I’ve got bad habits.
I don’t always listen to my voice of reason; even when I know it’s right. I turn off my phone because I’d rather not say I’m not okay, than explain why.
Sometimes I fake my smile so no one will really look at me because a smile is enough these days. If you smile you can get away with almost anything.
I stay up late just to hear the silence of the night and once the birds start to chirp – that’s when I finally close my eyes.
I drink a little more than I should – even on my good days. I don’t know what that says but I guess even when it’s good – something still isn’t okay.
I overthink about everything – the people I’ve known, the places I’ve been.
I still think about that that I regret letting in.
It was then – way back but yet I can still see it all clearly.

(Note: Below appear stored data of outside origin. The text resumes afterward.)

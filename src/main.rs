use anyhow::Context;
use std::net::SocketAddr;
use std::sync::Arc;
use std::time::Duration;
use tower::ServiceBuilder;
use tower_http::{cors::{Any, CorsLayer}, trace::TraceLayer};
use tracing_subscriber::{fmt, EnvFilter};

use flyer_chef::{config::Config, gemini::GeminiClient, routes::{router, spawn_session_sweeper, AppState}};

#[tokio::main]
async fn main() -> anyhow::Result<()> {
    // Load environment variables from .env file
    dotenv::dotenv().ok();

    // Init tracing
    let filter = EnvFilter::try_from_default_env().unwrap_or_else(|_| EnvFilter::new("info"));
    fmt().with_env_filter(filter).init();

    let config = Config::from_env().context("loading configuration")?;
    tracing::info!(model = %config.model, base = %config.api_base, "Using Gemini");

    let gemini = GeminiClient::new(config.api_key.clone(), config.api_base.clone(), config.model.clone());
    let state = AppState::new(Arc::new(gemini));
    spawn_session_sweeper(state.clone(), Duration::from_secs(config.session_idle_secs));

    let app = router(state, config.max_upload_bytes).layer(
        ServiceBuilder::new()
            .layer(TraceLayer::new_for_http())
            .layer(
                CorsLayer::new()
                    .allow_origin(Any)
                    .allow_methods(Any)
                    .allow_headers(Any),
            ),
    );

    let addr = SocketAddr::from(([0, 0, 0, 0], config.port));
    let listener = tokio::net::TcpListener::bind(addr).await
        .with_context(|| format!("binding {}", addr))?;
    tracing::info!(%addr, "Starting server");
    axum::serve(listener, app)
        .with_graceful_shutdown(shutdown_signal())
        .await
        .context("server error")?;
    Ok(())
}

async fn shutdown_signal() {
    if let Err(e) = tokio::signal::ctrl_c().await {
        tracing::error!("failed to listen for shutdown signal: {}", e);
    }
    tracing::info!("Shutting down");
}
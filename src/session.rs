//! Wizard state for one user: collecting input, waiting on the analysis call,
//! then showing the result until reset.
//!
//! Every change goes through [`Session::dispatch`]. A rejected action leaves
//! the session untouched, except `Submit`, which records the validation message.

use chrono::{DateTime, Utc};
use serde::Serialize;
use thiserror::Error;
use tracing::{debug, info, warn};

use crate::analysis::AnalysisError;
use crate::models::{AnalysisResult, FlyerSubmission, Preferences};
use crate::request::{build_request, AnalysisRequest, ValidationError};

#[derive(Debug, Clone, Copy, PartialEq, Eq, Serialize)]
#[serde(rename_all = "camelCase")]
pub enum Step {
    Collecting,
    Submitting,
    ShowingResult,
}

impl std::fmt::Display for Step {
    fn fmt(&self, f: &mut std::fmt::Formatter<'_>) -> std::fmt::Result {
        let name = match self {
            Step::Collecting => "collecting",
            Step::Submitting => "submitting",
            Step::ShowingResult => "showing a result",
        };
        f.write_str(name)
    }
}

#[derive(Debug, Clone, PartialEq, Eq)]
pub enum ViewState {
    Collecting { error: Option<String> },
    Submitting,
    ShowingResult(AnalysisResult),
}

#[derive(Debug)]
pub enum Action {
    SelectFlyer(FlyerSubmission),
    ClearFlyer,
    SetPreferences(Preferences),
    Submit,
    Resolve { ticket: u64, outcome: Result<AnalysisResult, AnalysisError> },
    Reset,
}

impl Action {
    fn name(&self) -> &'static str {
        match self {
            Action::SelectFlyer(_) => "select a flyer",
            Action::ClearFlyer => "clear the flyer",
            Action::SetPreferences(_) => "change preferences",
            Action::Submit => "submit",
            Action::Resolve { .. } => "resolve an analysis",
            Action::Reset => "reset",
        }
    }
}

/// What the caller must do after a transition.
#[derive(Debug)]
pub enum Effect {
    None,
    /// Run the analysis and feed the outcome back as `Action::Resolve` with this ticket.
    Analyze { ticket: u64, request: AnalysisRequest },
    /// The outcome belonged to an attempt that was reset; nothing changed.
    Discarded,
}

#[derive(Debug, Error, Clone, PartialEq, Eq)]
pub enum SessionError {
    #[error("cannot {action} while {step}")]
    InvalidTransition { step: Step, action: &'static str },
    #[error(transparent)]
    Validation(#[from] ValidationError),
}

#[derive(Debug)]
pub struct Session {
    state: ViewState,
    preferences: Preferences,
    flyer: Option<FlyerSubmission>,
    /// Bumped on submit and reset so a late outcome cannot land on a newer attempt.
    ticket: u64,
    last_active: DateTime<Utc>,
}

impl Default for Session {
    fn default() -> Self {
        Self::new()
    }
}

impl Session {
    pub fn new() -> Self {
        Self {
            state: ViewState::Collecting { error: None },
            preferences: Preferences::default(),
            flyer: None,
            ticket: 0,
            last_active: Utc::now(),
        }
    }

    pub fn step(&self) -> Step {
        match self.state {
            ViewState::Collecting { .. } => Step::Collecting,
            ViewState::Submitting => Step::Submitting,
            ViewState::ShowingResult(_) => Step::ShowingResult,
        }
    }

    pub fn state(&self) -> &ViewState {
        &self.state
    }

    pub fn preferences(&self) -> &Preferences {
        &self.preferences
    }

    pub fn flyer(&self) -> Option<&FlyerSubmission> {
        self.flyer.as_ref()
    }

    pub fn error(&self) -> Option<&str> {
        match &self.state {
            ViewState::Collecting { error } => error.as_deref(),
            _ => None,
        }
    }

    /// Time of the last dispatched action, accepted or not.
    pub fn last_active(&self) -> DateTime<Utc> {
        self.last_active
    }

    pub fn result(&self) -> Option<&AnalysisResult> {
        match &self.state {
            ViewState::ShowingResult(result) => Some(result),
            _ => None,
        }
    }

    pub fn dispatch(&mut self, action: Action) -> Result<Effect, SessionError> {
        let step = self.step();
        self.last_active = Utc::now();
        match (step, action) {
            (Step::Collecting, Action::SelectFlyer(flyer)) => {
                debug!(file = %flyer.file_name, bytes = flyer.size(), "flyer selected");
                self.release_flyer();
                self.flyer = Some(flyer);
                self.state = ViewState::Collecting { error: None };
                Ok(Effect::None)
            }
            (Step::Collecting, Action::ClearFlyer) => {
                self.release_flyer();
                self.state = ViewState::Collecting { error: None };
                Ok(Effect::None)
            }
            (Step::Collecting, Action::SetPreferences(preferences)) => {
                self.preferences = preferences;
                Ok(Effect::None)
            }
            (Step::Collecting, Action::Submit) => match build_request(self.flyer.as_ref(), &self.preferences) {
                Ok(request) => {
                    self.ticket += 1;
                    self.state = ViewState::Submitting;
                    Ok(Effect::Analyze { ticket: self.ticket, request })
                }
                Err(e) => {
                    self.state = ViewState::Collecting { error: Some(e.to_string()) };
                    Err(e.into())
                }
            },
            (Step::Submitting, Action::Resolve { ticket, outcome }) if ticket == self.ticket => {
                match outcome {
                    Ok(result) => {
                        self.release_flyer();
                        self.state = ViewState::ShowingResult(result);
                    }
                    Err(e) => {
                        self.state = ViewState::Collecting { error: Some(e.to_string()) };
                    }
                }
                Ok(Effect::None)
            }
            (_, Action::Resolve { ticket, .. }) => {
                warn!(ticket, current = self.ticket, %step, "discarding stale analysis outcome");
                Ok(Effect::Discarded)
            }
            (_, Action::Reset) => {
                info!(%step, "session reset");
                self.ticket += 1;
                self.release_flyer();
                self.preferences = Preferences::default();
                self.state = ViewState::Collecting { error: None };
                Ok(Effect::None)
            }
            (step, action) => Err(SessionError::InvalidTransition { step, action: action.name() }),
        }
    }

    fn release_flyer(&mut self) {
        if let Some(old) = self.flyer.take() {
            debug!(file = %old.file_name, "flyer released");
        }
    }
}
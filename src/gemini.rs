use async_trait::async_trait;
use base64::Engine;
use chrono::Utc;
use reqwest::Client;
use serde::{Deserialize, Serialize};
use serde_json::{json, Value};
use thiserror::Error;
use tracing::{debug, error, info};

use crate::analysis::{parse_reply, AnalysisError, FlyerAnalyzer, ReplyError};
use crate::models::AnalysisResult;
use crate::request::AnalysisRequest;

#[derive(Debug, Error)]
pub enum GeminiError {
    #[error("HTTP error: {0}")] Http(String),
    #[error("Reply error: {0}")] Reply(#[from] ReplyError),
    #[error("Other: {0}")] Other(String),
}

// Shortens inline file payloads so request bodies stay readable in logs
fn truncate_base64_in_json(value: &mut Value) {
    match value {
        Value::Object(map) => {
            for (key, val) in map.iter_mut() {
                if key == "data" {
                    if let Value::String(s) = val {
                        if s.len() > 100 && s.chars().all(|c| c.is_ascii_alphanumeric() || c == '+' || c == '/' || c == '=') {
                            *val = Value::String(format!("{}...[truncated {} chars]", &s[..50], s.len() - 50));
                        }
                    }
                } else {
                    truncate_base64_in_json(val);
                }
            }
        }
        Value::Array(arr) => {
            for val in arr.iter_mut() {
                truncate_base64_in_json(val);
            }
        }
        _ => {}
    }
}

fn preview(text: &str, max_chars: usize) -> String {
    match text.char_indices().nth(max_chars) {
        Some((cut, _)) => format!("{}...[{} chars total]", &text[..cut], text.chars().count()),
        None => text.to_string(),
    }
}

pub struct GeminiClient {
    client: Client,
    api_key: String,
    base_url: String,
    model: String,
}

impl GeminiClient {
    pub fn new(api_key: String, base_url: String, model: String) -> Self {
        Self {
            client: Client::new(),
            api_key,
            base_url: base_url.trim_end_matches('/').to_string(),
            model,
        }
    }

    fn endpoint(&self) -> String {
        format!("{}/models/{}:generateContent?key={}", self.base_url, self.model, self.api_key)
    }

    /// Sends one generateContent request and returns the reply text of the first candidate.
    async fn perform_api_call(&self, body: &GenerateRequest) -> Result<String, GeminiError> {
        let url = self.endpoint();
        info!("🔗 Making request to: {}", url.replace(&self.api_key, "***"));

        if tracing::enabled!(tracing::Level::DEBUG) {
            if let Ok(mut logged) = serde_json::to_value(body) {
                truncate_base64_in_json(&mut logged);
                debug!("📤 Request body: {}", serde_json::to_string_pretty(&logged).unwrap_or_default());
            }
        }

        let response = self.client
            .post(&url)
            .json(body)
            .send()
            .await
            .map_err(|e| GeminiError::Http(e.to_string().replace(&self.api_key, "***")))?;

        let status = response.status();
        info!("📥 Response status: {}", status);

        let response_text = response.text().await
            .map_err(|e| GeminiError::Http(e.to_string().replace(&self.api_key, "***")))?;

        if !status.is_success() {
            error!("❌ API Error response: {}", preview(&response_text, 1000));
            return Err(GeminiError::Http(format!("status={} body={}", status, preview(&response_text, 300))));
        }
        debug!("📥 Raw Gemini API response: {}", preview(&response_text, 1000));

        let parsed: GeminiResponse = serde_json::from_str(&response_text)
            .map_err(|e| GeminiError::Other(format!("envelope parse error: {}", e)))?;

        extract_reply_text(&parsed).ok_or(GeminiError::Reply(ReplyError::EmptyResponse))
    }

    pub async fn analyze_flyer(&self, request: &AnalysisRequest) -> Result<AnalysisResult, GeminiError> {
        let prompt = build_prompt(request.budget, &request.cuisine);
        info!(
            "🎯 Analyzing flyer '{}' ({}, {} bytes) budget={} cuisine='{}'",
            request.flyer.file_name, request.flyer.media_type, request.flyer.size(), request.budget, request.cuisine
        );

        let body = GenerateRequest {
            contents: vec![Content {
                parts: vec![
                    RequestPart::Inline {
                        inline_data: InlineData {
                            mime_type: request.flyer.media_type.clone(),
                            data: base64::engine::general_purpose::STANDARD.encode(&request.flyer.bytes),
                        },
                    },
                    RequestPart::Text { text: prompt },
                ],
            }],
            generation_config: GenerationConfig {
                response_mime_type: "application/json",
                response_schema: response_schema(),
            },
        };

        let text = self.perform_api_call(&body).await?;
        let result = parse_reply(&text, Utc::now().timestamp_millis())?;
        match &result {
            AnalysisResult::Flyer { detected_deals, recipes } => {
                info!("✅ Flyer detected: {} deals, {} recipes", detected_deals.len(), recipes.len());
            }
            AnalysisResult::NotFlyer { joke } => {
                info!("😄 Not a flyer: {}", preview(joke, 60));
            }
        }
        Ok(result)
    }
}

#[async_trait]
impl FlyerAnalyzer for GeminiClient {
    async fn analyze(&self, request: &AnalysisRequest) -> Result<AnalysisResult, AnalysisError> {
        self.analyze_flyer(request).await.map_err(|e| {
            error!("❌ Flyer analysis failed: {}", e);
            AnalysisError::new(e)
        })
    }
}

pub fn build_prompt(budget: u32, cuisine: &str) -> String {
    format!(
        "You are a budget-cooking expert and a stand-up comedian with a quick comeback.\n\
        Decide whether the attached file (an image or a PDF) is a supermarket sales flyer.\n\
        \n\
        Case 1: it is a sales flyer.\n\
        - Set isFlyer to true and joke to null.\n\
        - Put the main discounted items you can read on the flyer in detectedDeals.\n\
        - Suggest exactly 3 recipes in the \"{cuisine}\" style, each costing around {budget} yen.\n\
        - Build every recipe around the flyer's discounted items and mark those ingredients with isDiscounted = true.\n\
        - For each recipe give a title, a short description, cookingTimeMinutes, estimatedCost in yen, \
        a savingsNote naming the flyer items that make it a bargain, the ingredients in order, and the cooking steps in order.\n\
        \n\
        Case 2: it is not a sales flyer.\n\
        - Set isFlyer to false.\n\
        - Look at what the image actually shows and put one playful remark about it in joke. \
        For a cat photo: 「食べちゃいたいくらい可愛いですが、今日の晩御飯にはできません！」 \
        For a landscape: 「壮大な景色ですね！でもここには特売のキャベツは生えてなさそうです。」\n\
        - Leave detectedDeals and recipes as empty arrays.\n\
        \n\
        Write every text value in Japanese. Respond with JSON only."
    )
}

/// Structured output schema declared with every request.
pub fn response_schema() -> Value {
    json!({
        "type": "OBJECT",
        "properties": {
            "isFlyer": { "type": "BOOLEAN", "description": "true if the file is a supermarket sales flyer, otherwise false" },
            "joke": { "type": "STRING", "description": "Humorous remark when the file is not a flyer; null or empty for a flyer" },
            "detectedDeals": {
                "type": "ARRAY",
                "items": { "type": "STRING" },
                "description": "Main discounted items and ingredients found on the flyer"
            },
            "recipes": {
                "type": "ARRAY",
                "items": {
                    "type": "OBJECT",
                    "properties": {
                        "title": { "type": "STRING", "description": "Recipe name" },
                        "description": { "type": "STRING", "description": "Short description of the dish" },
                        "cookingTimeMinutes": { "type": "INTEGER", "description": "Cooking time in minutes" },
                        "estimatedCost": { "type": "INTEGER", "description": "Estimated cost in yen" },
                        "savingsNote": { "type": "STRING", "description": "Why this recipe saves money and which flyer items it uses" },
                        "ingredients": {
                            "type": "ARRAY",
                            "items": {
                                "type": "OBJECT",
                                "properties": {
                                    "name": { "type": "STRING" },
                                    "quantity": { "type": "STRING" },
                                    "isDiscounted": { "type": "BOOLEAN", "description": "true if this is a discounted flyer item" }
                                },
                                "required": ["name", "quantity", "isDiscounted"]
                            }
                        },
                        "instructions": {
                            "type": "ARRAY",
                            "items": { "type": "STRING" },
                            "description": "Cooking steps in order"
                        }
                    },
                    "required": ["title", "description", "cookingTimeMinutes", "estimatedCost", "ingredients", "instructions", "savingsNote"]
                }
            }
        },
        "required": ["isFlyer", "joke", "detectedDeals", "recipes"]
    })
}

// --- Request Body ---

#[derive(Debug, Serialize)]
#[serde(rename_all = "camelCase")]
struct GenerateRequest {
    contents: Vec<Content>,
    generation_config: GenerationConfig,
}

#[derive(Debug, Serialize)]
struct Content { parts: Vec<RequestPart> }

#[derive(Debug, Serialize)]
#[serde(untagged)]
enum RequestPart {
    Inline {
        #[serde(rename = "inlineData")]
        inline_data: InlineData,
    },
    Text { text: String },
}

#[derive(Debug, Serialize)]
#[serde(rename_all = "camelCase")]
struct InlineData {
    mime_type: String,
    data: String,
}

#[derive(Debug, Serialize)]
#[serde(rename_all = "camelCase")]
struct GenerationConfig {
    response_mime_type: &'static str,
    response_schema: Value,
}

// --- Response Parsing Helpers ---

#[derive(Debug, Deserialize)]
struct GeminiResponse {
    #[serde(default)]
    candidates: Vec<Candidate>,
}

#[derive(Debug, Deserialize)]
struct Candidate { #[serde(default)] content: ResponseContent }

#[derive(Debug, Deserialize, Default)]
struct ResponseContent { #[serde(default)] parts: Vec<ResponsePart> }

#[derive(Debug, Deserialize)]
#[serde(untagged)]
enum ResponsePart {
    Text { text: String },
    Other(Value),
}

/// Concatenated text parts of the first candidate, or `None` when there is no text at all.
fn extract_reply_text(resp: &GeminiResponse) -> Option<String> {
    let candidate = resp.candidates.first()?;
    let text: String = candidate.content.parts.iter()
        .filter_map(|p| match p {
            ResponsePart::Text { text } => Some(text.as_str()),
            ResponsePart::Other(_) => None,
        })
        .collect();
    if text.trim().is_empty() { None } else { Some(text) }
}
//! Flyer Chef: reads a supermarket sales flyer with a multimodal model and
//! suggests three budget recipes built around its discounted items.

pub mod analysis;
pub mod config;
pub mod gemini;
pub mod models;
pub mod request;
pub mod routes;
pub mod session;
pub mod views;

I struggle with letting go of the things that once meant something to me.
I say I don’t care – even when it’s all that matters. I cry for no reason and my head goes down when I pass strangers. I don’t like the sun – because somehow I feel exposed. So when the dark starts to hover, that’s when my shadow shows – and like that’s not bad enough – somehow it gets worse because even though I know we’re not the same – I compare myself to the other girl – I should never. I know. Never, ever, ever. I guess it just stuck to me since everyone else thought comparisons matter but like I said – I’ve got bad habits. Even though I know better – I don’t really listen.
Maybe it needs time – so, I keep thinking but time doesn’t really mean much if you can’t feel it.
– Joy Johane
Words of a lost one.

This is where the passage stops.